Copy verbatim the block of lines in the entries below whose first line contains "to core logic." and whose last line contains "use crate::protocol::*;". Leave out all other lines.
Records to process section start
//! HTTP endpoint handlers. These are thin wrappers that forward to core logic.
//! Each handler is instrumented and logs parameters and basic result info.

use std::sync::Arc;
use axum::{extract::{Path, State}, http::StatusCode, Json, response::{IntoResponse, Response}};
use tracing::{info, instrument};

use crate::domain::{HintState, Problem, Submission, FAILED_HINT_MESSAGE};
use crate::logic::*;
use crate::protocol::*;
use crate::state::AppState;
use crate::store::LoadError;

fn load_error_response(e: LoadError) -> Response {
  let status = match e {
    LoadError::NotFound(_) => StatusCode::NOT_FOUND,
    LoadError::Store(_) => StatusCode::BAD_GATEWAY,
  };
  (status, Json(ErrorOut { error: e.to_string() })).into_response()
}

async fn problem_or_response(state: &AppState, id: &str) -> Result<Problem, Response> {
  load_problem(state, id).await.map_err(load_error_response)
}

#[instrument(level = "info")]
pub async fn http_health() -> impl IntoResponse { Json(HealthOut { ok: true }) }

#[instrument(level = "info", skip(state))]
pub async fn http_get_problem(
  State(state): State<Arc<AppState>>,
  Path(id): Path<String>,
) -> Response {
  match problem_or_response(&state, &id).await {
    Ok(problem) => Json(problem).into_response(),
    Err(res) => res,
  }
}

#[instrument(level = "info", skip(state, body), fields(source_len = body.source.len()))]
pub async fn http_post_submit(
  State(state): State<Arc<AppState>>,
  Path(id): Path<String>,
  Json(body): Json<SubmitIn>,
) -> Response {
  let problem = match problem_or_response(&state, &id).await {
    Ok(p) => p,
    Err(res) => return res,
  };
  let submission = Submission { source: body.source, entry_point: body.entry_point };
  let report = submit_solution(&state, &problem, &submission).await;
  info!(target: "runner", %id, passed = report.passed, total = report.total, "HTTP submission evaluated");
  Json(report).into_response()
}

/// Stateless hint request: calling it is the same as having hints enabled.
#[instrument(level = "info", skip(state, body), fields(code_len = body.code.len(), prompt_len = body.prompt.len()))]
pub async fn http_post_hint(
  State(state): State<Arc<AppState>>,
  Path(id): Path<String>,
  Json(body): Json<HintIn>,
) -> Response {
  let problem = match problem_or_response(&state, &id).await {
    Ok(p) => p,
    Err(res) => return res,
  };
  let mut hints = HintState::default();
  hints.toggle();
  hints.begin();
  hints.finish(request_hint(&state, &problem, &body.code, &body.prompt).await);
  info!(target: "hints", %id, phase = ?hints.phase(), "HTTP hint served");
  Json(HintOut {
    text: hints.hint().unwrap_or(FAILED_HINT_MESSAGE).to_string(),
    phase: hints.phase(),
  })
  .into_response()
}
Records to process section end
Records to process section start
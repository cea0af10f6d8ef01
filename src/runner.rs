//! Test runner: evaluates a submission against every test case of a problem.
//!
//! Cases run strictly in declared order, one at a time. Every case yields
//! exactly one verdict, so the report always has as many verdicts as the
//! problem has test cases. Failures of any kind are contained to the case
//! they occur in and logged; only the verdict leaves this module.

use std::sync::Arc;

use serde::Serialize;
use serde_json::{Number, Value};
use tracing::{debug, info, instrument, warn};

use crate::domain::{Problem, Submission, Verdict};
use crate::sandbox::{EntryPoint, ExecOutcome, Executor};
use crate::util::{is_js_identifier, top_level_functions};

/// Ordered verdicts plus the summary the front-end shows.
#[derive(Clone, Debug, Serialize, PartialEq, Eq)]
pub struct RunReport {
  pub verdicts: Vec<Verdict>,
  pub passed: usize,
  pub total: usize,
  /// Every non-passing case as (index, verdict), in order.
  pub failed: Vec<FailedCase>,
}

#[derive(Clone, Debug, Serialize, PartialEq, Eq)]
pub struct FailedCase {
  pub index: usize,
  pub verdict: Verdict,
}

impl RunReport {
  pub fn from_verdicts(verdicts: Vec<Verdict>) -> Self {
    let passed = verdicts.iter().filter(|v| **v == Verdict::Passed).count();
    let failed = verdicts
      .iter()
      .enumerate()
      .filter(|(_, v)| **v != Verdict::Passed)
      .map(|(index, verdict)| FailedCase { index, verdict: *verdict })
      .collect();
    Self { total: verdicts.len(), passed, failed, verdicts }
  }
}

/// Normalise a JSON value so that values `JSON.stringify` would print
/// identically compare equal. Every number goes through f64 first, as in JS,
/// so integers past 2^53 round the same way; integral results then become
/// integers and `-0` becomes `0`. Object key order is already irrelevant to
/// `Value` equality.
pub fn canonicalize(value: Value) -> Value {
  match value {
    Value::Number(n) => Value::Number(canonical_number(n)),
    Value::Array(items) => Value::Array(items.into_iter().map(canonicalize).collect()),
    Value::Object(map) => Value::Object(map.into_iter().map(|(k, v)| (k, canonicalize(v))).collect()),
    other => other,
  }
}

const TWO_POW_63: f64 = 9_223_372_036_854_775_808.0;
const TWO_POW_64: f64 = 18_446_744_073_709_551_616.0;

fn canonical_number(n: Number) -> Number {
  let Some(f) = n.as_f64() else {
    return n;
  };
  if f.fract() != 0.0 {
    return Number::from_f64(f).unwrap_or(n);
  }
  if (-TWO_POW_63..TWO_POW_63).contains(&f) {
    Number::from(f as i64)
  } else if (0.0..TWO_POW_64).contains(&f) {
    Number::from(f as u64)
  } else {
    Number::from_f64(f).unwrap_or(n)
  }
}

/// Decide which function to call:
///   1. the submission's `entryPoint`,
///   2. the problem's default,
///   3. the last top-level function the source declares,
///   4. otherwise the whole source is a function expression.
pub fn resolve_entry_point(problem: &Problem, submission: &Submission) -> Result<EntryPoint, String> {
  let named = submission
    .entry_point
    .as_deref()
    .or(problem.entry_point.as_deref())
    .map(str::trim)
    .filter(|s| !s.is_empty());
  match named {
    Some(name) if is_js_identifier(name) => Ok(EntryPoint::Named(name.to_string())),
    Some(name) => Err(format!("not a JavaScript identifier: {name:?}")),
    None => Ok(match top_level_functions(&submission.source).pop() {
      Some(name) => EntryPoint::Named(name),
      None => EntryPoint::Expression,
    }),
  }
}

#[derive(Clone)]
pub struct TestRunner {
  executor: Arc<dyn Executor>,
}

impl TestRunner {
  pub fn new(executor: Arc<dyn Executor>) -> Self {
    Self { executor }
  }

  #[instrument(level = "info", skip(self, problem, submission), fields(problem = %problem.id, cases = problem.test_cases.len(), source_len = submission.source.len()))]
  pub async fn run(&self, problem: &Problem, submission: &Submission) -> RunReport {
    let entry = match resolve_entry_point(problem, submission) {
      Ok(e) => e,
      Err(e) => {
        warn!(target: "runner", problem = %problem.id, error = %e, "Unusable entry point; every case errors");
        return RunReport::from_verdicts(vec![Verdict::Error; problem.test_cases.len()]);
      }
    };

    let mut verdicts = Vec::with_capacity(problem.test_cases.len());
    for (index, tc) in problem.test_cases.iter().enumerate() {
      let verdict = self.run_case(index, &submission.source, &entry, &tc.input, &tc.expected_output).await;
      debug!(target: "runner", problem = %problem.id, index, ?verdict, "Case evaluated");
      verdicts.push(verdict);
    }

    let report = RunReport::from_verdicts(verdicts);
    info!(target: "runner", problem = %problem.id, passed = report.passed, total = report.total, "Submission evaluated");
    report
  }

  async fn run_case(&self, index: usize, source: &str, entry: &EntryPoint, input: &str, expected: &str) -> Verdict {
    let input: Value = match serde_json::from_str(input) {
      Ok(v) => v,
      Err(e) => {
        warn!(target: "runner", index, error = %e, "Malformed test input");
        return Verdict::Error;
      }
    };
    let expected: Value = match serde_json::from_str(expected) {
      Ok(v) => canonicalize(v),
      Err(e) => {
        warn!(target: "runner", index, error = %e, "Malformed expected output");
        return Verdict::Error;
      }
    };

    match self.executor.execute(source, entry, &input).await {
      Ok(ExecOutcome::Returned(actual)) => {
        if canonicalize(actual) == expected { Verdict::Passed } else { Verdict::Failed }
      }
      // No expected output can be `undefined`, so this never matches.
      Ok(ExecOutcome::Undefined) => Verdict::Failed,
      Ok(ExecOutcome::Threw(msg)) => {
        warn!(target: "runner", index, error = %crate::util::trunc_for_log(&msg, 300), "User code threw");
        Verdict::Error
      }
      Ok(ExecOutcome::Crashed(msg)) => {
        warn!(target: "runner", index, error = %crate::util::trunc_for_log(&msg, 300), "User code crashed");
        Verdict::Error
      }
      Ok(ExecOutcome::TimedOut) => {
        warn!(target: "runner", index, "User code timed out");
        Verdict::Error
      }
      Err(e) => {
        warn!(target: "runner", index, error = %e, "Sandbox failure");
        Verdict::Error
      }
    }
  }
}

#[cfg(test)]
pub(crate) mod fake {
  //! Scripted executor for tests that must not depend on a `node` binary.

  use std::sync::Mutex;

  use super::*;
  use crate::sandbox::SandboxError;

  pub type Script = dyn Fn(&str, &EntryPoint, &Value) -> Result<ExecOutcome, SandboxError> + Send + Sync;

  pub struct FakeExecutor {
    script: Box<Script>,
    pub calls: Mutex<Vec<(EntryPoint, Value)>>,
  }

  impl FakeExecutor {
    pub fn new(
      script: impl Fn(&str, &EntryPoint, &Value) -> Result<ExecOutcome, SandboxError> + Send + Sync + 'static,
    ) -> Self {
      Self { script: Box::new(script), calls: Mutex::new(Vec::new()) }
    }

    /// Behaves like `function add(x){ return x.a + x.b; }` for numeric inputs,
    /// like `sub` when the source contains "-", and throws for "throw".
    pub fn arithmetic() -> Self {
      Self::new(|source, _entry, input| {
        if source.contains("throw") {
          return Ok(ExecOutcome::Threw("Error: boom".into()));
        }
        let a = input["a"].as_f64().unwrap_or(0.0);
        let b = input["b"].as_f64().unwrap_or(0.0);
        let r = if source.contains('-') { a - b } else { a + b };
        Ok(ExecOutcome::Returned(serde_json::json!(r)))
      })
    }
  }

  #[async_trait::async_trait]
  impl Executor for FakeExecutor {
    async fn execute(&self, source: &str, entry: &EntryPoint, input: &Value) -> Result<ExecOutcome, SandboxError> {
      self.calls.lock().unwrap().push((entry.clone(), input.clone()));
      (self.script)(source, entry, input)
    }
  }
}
Records to process section end
Records to process section start
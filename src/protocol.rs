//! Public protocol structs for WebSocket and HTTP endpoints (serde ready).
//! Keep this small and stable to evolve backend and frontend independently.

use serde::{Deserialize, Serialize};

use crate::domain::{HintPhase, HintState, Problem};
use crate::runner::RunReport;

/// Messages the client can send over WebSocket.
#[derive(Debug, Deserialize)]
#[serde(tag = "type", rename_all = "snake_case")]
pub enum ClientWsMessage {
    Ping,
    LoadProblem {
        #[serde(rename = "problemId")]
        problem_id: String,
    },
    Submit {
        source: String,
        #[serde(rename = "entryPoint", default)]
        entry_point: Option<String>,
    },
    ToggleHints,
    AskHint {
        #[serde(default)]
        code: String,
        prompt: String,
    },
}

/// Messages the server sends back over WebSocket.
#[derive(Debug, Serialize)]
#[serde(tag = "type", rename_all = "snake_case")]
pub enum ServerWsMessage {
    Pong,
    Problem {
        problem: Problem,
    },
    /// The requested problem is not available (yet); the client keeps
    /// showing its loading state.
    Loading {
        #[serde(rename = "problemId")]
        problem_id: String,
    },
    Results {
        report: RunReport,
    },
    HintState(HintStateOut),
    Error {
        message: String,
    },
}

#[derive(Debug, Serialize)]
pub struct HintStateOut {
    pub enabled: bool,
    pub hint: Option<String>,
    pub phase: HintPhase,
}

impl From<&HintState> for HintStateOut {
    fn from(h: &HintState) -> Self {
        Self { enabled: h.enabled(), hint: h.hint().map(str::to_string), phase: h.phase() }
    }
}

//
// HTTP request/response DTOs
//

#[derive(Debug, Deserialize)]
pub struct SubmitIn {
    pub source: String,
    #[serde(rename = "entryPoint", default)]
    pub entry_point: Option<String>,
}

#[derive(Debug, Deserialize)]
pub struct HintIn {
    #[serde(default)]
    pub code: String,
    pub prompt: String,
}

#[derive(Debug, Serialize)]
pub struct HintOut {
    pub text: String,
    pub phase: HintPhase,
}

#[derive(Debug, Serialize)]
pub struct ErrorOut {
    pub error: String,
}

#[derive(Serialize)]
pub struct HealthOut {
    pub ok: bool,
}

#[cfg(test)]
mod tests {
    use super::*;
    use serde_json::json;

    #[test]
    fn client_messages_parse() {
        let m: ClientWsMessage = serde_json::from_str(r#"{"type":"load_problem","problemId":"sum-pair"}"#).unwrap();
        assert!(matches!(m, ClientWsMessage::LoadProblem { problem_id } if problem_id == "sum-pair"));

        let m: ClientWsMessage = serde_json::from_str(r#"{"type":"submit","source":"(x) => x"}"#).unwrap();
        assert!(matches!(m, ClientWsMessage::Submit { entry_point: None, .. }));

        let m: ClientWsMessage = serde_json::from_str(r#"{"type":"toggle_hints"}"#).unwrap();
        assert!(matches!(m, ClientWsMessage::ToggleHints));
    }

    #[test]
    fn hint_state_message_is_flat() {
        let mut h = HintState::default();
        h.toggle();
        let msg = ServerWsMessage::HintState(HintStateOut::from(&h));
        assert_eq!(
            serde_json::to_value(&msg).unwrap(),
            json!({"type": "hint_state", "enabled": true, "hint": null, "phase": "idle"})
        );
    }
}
Records to process section end
Response:
//! HTTP endpoint handlers. These are thin wrappers that forward to core logic.
//! Each handler is instrumented and logs parameters and basic result info.

use std::sync::Arc;
use axum::{extract::{Path, State}, http::StatusCode, Json, response::{IntoResponse, Response}};
use tracing::{info, instrument};

use crate::domain::{HintState, Problem, Submission, FAILED_HINT_MESSAGE};
use crate::logic::*;
use crate::protocol::*;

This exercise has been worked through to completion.